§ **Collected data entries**
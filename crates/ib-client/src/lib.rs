//! Authenticated request dispatcher for the IntelligenceBank OAuth bridge
//!
//! Wraps `ib-auth` in a single `OAuthClient` that owns the configuration, a
//! storage backend and an HTTP client.
//!
//! Request lifecycle:
//! 1. Caller completes the flow via `authorization_url()` + `handle_callback()`
//! 2. `request()` reads the stored token set and sends `Authorization: Bearer`
//! 3. A 401 carrying the session-expired phrase clears tokens (`SessionExpired`)
//! 4. Any other 401 refreshes, persists the new token set, and retries once
//! 5. Other non-2xx statuses come back as `Error::Http` with status and body
//! 6. `logout()` clears storage and releases the connection pool

pub mod client;
pub mod error;
pub mod metrics;
pub mod request;
pub mod session;

pub use client::{ClientOptions, OAuthClient};
pub use error::{Error, Result};
pub use request::{RequestBody, RequestOptions};
pub use session::{Unauthorized, classify_unauthorized};
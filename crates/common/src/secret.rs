//! Secret wrapper for sensitive values such as PKCE verifiers

use std::fmt;
use zeroize::Zeroize;

/// Sensitive value - redacted in Debug/Display/logs, wiped on drop.
pub struct Secret<T: Zeroize>(T);

impl<T: Zeroize> Secret<T> {
    /// Create a new secret value
    pub fn new(value: T) -> Self {
        Self(value)
    }

    /// Expose the inner value (use sparingly)
    pub fn expose(&self) -> &T {
        &self.0
    }
}

impl From<String> for Secret<String> {
    fn from(value: String) -> Self {
        Self::new(value)
    }
}

impl<T: Zeroize> fmt::Debug for Secret<T> {
    fn fmt(&self, f: &mut fmt::Formatter<'_>) -> fmt::Result {
        write!(f, "[REDACTED]")
    }
}

impl<T: Zeroize> fmt::Display for Secret<T> {
    fn fmt(&self, f: &mut fmt::Formatter<'_>) -> fmt::Result {
        write!(f, "[REDACTED]")
    }
}

impl<T: Zeroize> Drop for Secret<T> {
    fn drop(&mut self) {
        self.0.zeroize();
    }
}

impl<T: Zeroize + Clone> Clone for Secret<T> {
    fn clone(&self) -> Self {
        Self(self.0.clone())
    }
}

§ **Task statement**
Search the records for the word "clears" and return every line that holds it.

§ **Solved problem**
//! 3. A 401 carrying the session-expired phrase clears tokens (`SessionExpired`)
//! 6. `logout()` clears storage and releases the connection pool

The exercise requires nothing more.